Hace dos siglos, los caballos eran destripados en plena
faena, luego cosidos en la plaza para que siguieran adelante y estiraran su vida
útil frente a los cuernos de toros que les intentaban matar y que también iban
a morir. Lo narra Robert Hughes en su espléndido Goya, que dedica varias
páginas a la lucha contra la fiesta taurina como parte del afán modernizador
que los ilustrados intentaron —sin éxito— en España.

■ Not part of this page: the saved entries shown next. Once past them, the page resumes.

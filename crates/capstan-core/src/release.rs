//! Release information exposed to templates

use serde::{Deserialize, Serialize};

/// Release information for templates
#[derive(Debug, Clone, Serialize, Deserialize)]
#[serde(rename_all = "camelCase")]
pub struct ReleaseInfo {
    /// Release name
    pub name: String,

    /// Target namespace
    pub namespace: String,

    /// Revision number
    pub revision: u32,

    /// Is this an install operation?
    pub is_install: bool,

    /// Is this an upgrade operation?
    pub is_upgrade: bool,

    /// Service (always "Capstan")
    pub service: String,
}

impl ReleaseInfo {
    /// Release info for a first install (revision 1)
    pub fn for_install(name: &str, namespace: &str) -> Self {
        Self {
            name: name.to_string(),
            namespace: namespace.to_string(),
            revision: 1,
            is_install: true,
            is_upgrade: false,
            service: "Capstan".to_string(),
        }
    }
}
#[cfg(test)]
mod tests {
    use super::*;
    use capstan_core::{ChartFile, ChartMetadata, Values};

    fn test_chart(files: Vec<ChartFile>) -> ParsedChart {
        let mut all = vec![ChartFile::new(
            "Chart.yaml",
            "apiVersion: v2\nname: test-chart\nversion: 0.1.0",
        )];
        all.extend(files);
        ParsedChart::from_files(&all).unwrap()
    }

    fn render_options(values: Values) -> RenderOptions {
        RenderOptions {
            release_name: "test".to_string(),
            namespace: String::new(),
            include_crds: false,
            disable_hooks: false,
            values,
        }
    }

    fn create_test_context() -> TemplateContext {
        let metadata = ChartMetadata::from_yaml(
            "apiVersion: v2\nname: test-chart\nversion: 0.1.0\nappVersion: \"2.0\"",
        )
        .unwrap();
        let values = Values::from_yaml("replicas: 3\nimage:\n  repository: nginx").unwrap();
        let release = ReleaseInfo::for_install("myapp", "default");

        TemplateContext::new(values, release, &metadata)
    }

    #[test]
    fn test_render_string_simple() {
        let engine = Engine::strict();
        let ctx = create_test_context();

        let result = engine
            .render_string("replicas: {{ values.replicas }}", &ctx, "test.yaml")
            .unwrap();

        assert_eq!(result, "replicas: 3");
    }

    #[test]
    fn test_render_string_release_info() {
        let engine = Engine::strict();
        let ctx = create_test_context();

        let result = engine
            .render_string(
                "name: {{ release.name }}\nnamespace: {{ release.namespace }}",
                &ctx,
                "test.yaml",
            )
            .unwrap();

        assert!(result.contains("name: myapp"));
        assert!(result.contains("namespace: default"));
    }

    #[test]
    fn test_render_string_with_filters() {
        let engine = Engine::strict();
        let ctx = create_test_context();

        let result = engine
            .render_string("image: {{ values.image | toyaml | nindent(2) }}", &ctx, "t.yaml")
            .unwrap();

        assert!(result.contains("repository: nginx"));
    }

    #[test]
    fn test_render_string_undefined_strict() {
        let engine = Engine::strict();
        let ctx = create_test_context();

        assert!(
            engine
                .render_string("x: {{ values.missing_key }}", &ctx, "t.yaml")
                .is_err()
        );
    }

    #[test]
    fn test_render_string_undefined_lenient() {
        let engine = Engine::lenient();
        let ctx = create_test_context();

        let result = engine
            .render_string("x: {{ values.missing_key }}", &ctx, "t.yaml")
            .unwrap();
        assert_eq!(result, "x: ");
    }

    #[test]
    fn test_render_assembles_documents() {
        let chart = test_chart(vec![
            ChartFile::new("values.yaml", "someValue: something"),
            ChartFile::new(
                "templates/something.yaml",
                "something: {{ values.someValue }}",
            ),
        ]);

        let rendered = Engine::strict()
            .render(&chart, &render_options(Values::new()))
            .unwrap();

        assert_eq!(
            rendered.manifest,
            "---\n# Source: test-chart/templates/something.yaml\nsomething: something\n"
        );
        assert!(rendered.hooks.is_empty());
    }

    #[test]
    fn test_render_value_override() {
        let chart = test_chart(vec![
            ChartFile::new("values.yaml", "someValue: something"),
            ChartFile::new(
                "templates/something.yaml",
                "something: {{ values.someValue }}",
            ),
        ]);

        let overrides = Values::from_yaml("someValue: otherthing").unwrap();
        let rendered = Engine::strict()
            .render(&chart, &render_options(overrides))
            .unwrap();

        assert!(rendered.manifest.contains("something: otherthing"));
        assert!(!rendered.manifest.contains("something: something"));
    }

    #[test]
    fn test_render_crds_prepended_when_included() {
        let chart = test_chart(vec![
            ChartFile::new("templates/something.yaml", "something: something"),
            ChartFile::new("crds/something.yaml", "this-is: a CRD"),
        ]);

        let mut options = render_options(Values::new());
        let rendered = Engine::strict().render(&chart, &options).unwrap();
        assert!(!rendered.manifest.contains("a CRD"));

        options.include_crds = true;
        let rendered = Engine::strict().render(&chart, &options).unwrap();
        assert_eq!(
            rendered.manifest,
            "---\n# Source: crds/something.yaml\nthis-is: a CRD\n\
             ---\n# Source: test-chart/templates/something.yaml\nsomething: something\n"
        );
    }

    #[test]
    fn test_render_multi_document_template() {
        let chart = test_chart(vec![ChartFile::new(
            "templates/pair.yaml",
            "first: 1\n---\nsecond: 2\n",
        )]);

        let rendered = Engine::strict()
            .render(&chart, &render_options(Values::new()))
            .unwrap();

        assert_eq!(
            rendered.manifest,
            "---\n# Source: test-chart/templates/pair.yaml\nfirst: 1\n\
             ---\n# Source: test-chart/templates/pair.yaml\nsecond: 2\n"
        );
    }

    #[test]
    fn test_render_hooks_diverted() {
        let chart = test_chart(vec![
            ChartFile::new("templates/main.yaml", "kind: ConfigMap\nmetadata:\n  name: cm"),
            ChartFile::new(
                "templates/hook.yaml",
                "kind: Job\nmetadata:\n  name: migrate\n  annotations:\n    capstan.io/hook: pre-install",
            ),
        ]);

        let rendered = Engine::strict()
            .render(&chart, &render_options(Values::new()))
            .unwrap();

        assert!(!rendered.manifest.contains("kind: Job"));
        assert_eq!(rendered.hooks.len(), 1);
        assert_eq!(rendered.hooks[0].path, "test-chart/templates/hook.yaml");
        assert!(rendered.hooks[0].manifest.contains("kind: Job"));
    }

    #[test]
    fn test_render_hooks_dropped_when_disabled() {
        let chart = test_chart(vec![ChartFile::new(
            "templates/hook.yaml",
            "kind: Job\nmetadata:\n  name: migrate\n  annotations:\n    capstan.io/hook: pre-install",
        )]);

        let mut options = render_options(Values::new());
        options.disable_hooks = true;
        let rendered = Engine::strict().render(&chart, &options).unwrap();

        assert!(rendered.manifest.is_empty());
        assert!(rendered.hooks.is_empty());
    }

    #[test]
    fn test_render_hooks_sorted_by_weight() {
        let chart = test_chart(vec![
            ChartFile::new(
                "templates/a.yaml",
                "kind: Job\nmetadata:\n  name: late\n  annotations:\n    capstan.io/hook: post-install\n    capstan.io/hook-weight: \"5\"",
            ),
            ChartFile::new(
                "templates/b.yaml",
                "kind: Job\nmetadata:\n  name: early\n  annotations:\n    capstan.io/hook: pre-install\n    capstan.io/hook-weight: \"-5\"",
            ),
        ]);

        let rendered = Engine::strict()
            .render(&chart, &render_options(Values::new()))
            .unwrap();

        assert_eq!(rendered.hooks.len(), 2);
        assert!(rendered.hooks[0].manifest.contains("early"));
        assert!(rendered.hooks[1].manifest.contains("late"));
    }

    #[test]
    fn test_render_helper_import() {
        let chart = test_chart(vec![
            ChartFile::new(
                "templates/_helpers.j2",
                "{% macro fullname(release, chart) %}{{ release }}-{{ chart }}{% endmacro %}",
            ),
            ChartFile::new(
                "templates/cm.yaml",
                "{% from \"templates/_helpers.j2\" import fullname %}name: {{ fullname(release.name, chart.name) }}",
            ),
        ]);

        let rendered = Engine::strict()
            .render(&chart, &render_options(Values::new()))
            .unwrap();

        assert!(rendered.manifest.contains("name: test-test-chart"));
        // The helper itself produced no document.
        assert_eq!(rendered.manifest.matches("# Source:").count(), 1);
    }

    #[test]
    fn test_render_skips_empty_output() {
        let chart = test_chart(vec![ChartFile::new(
            "templates/maybe.yaml",
            "{% if values.enabled is defined %}on: true{% endif %}",
        )]);

        let rendered = Engine::lenient()
            .render(&chart, &render_options(Values::new()))
            .unwrap();

        assert_eq!(rendered.manifest, "");
    }

    #[test]
    fn test_render_library_chart_rejected() {
        let files = vec![ChartFile::new(
            "Chart.yaml",
            "apiVersion: v2\nname: common\nversion: 1.0.0\ntype: library",
        )];
        let chart = ParsedChart::from_files(&files).unwrap();

        let err = Engine::strict()
            .render(&chart, &render_options(Values::new()))
            .unwrap_err();

        assert!(err.to_string().contains("library charts are not installable"));
    }

    #[test]
    fn test_render_notes_excluded() {
        let chart = test_chart(vec![
            ChartFile::new("templates/NOTES.txt", "Thanks for installing {{ chart.name }}"),
            ChartFile::new("templates/cm.yaml", "kind: ConfigMap"),
        ]);

        let rendered = Engine::strict()
            .render(&chart, &render_options(Values::new()))
            .unwrap();

        assert!(!rendered.manifest.contains("Thanks for installing"));
        assert!(rendered.manifest.contains("kind: ConfigMap"));
    }

    #[test]
    fn test_render_template_error_carries_name() {
        let chart = test_chart(vec![ChartFile::new(
            "templates/broken.yaml",
            "x: {{ values.missing }}",
        )]);

        let err = Engine::strict()
            .render(&chart, &render_options(Values::new()))
            .unwrap_err();

        assert!(err.to_string().contains("templates/broken.yaml"));
    }
}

Algo hemos evolucionado, pues: los caballos ya no mueren
destripados. Los protaurinos se escandalizan de las críticas y limitaciones que
van adoptándose, pero saben o deberían saber que los Borbones e ilustrados como
Jovellanos, en su afrancesamiento e impulso de cierta modernidad, fueron
antecesores de Pacma y de otros movimientos antitaurinos. Carlos III, un
rey que no negaremos que trajo algunas cosas buenas, intentó prohibir los toros
en 1771. Carlos IV también. En un acto de populista descarado, José I
Bonaparte, sin embargo, celebró su coronación con unas buenas corridas. Pan y
circo era una fórmula que funcionaba bien desde los romanos y la Ilustración no
pudo con ello.
Dos siglos no nos han curado del todo del salvajismo, atraso
o extravagancia que —para algunos, de opinión tan respetable como la de otros—
supone disfrutar de una fiesta que implica la muerte de un animal por entregas.
Pero al menos nos han permitido avanzar en sus límites.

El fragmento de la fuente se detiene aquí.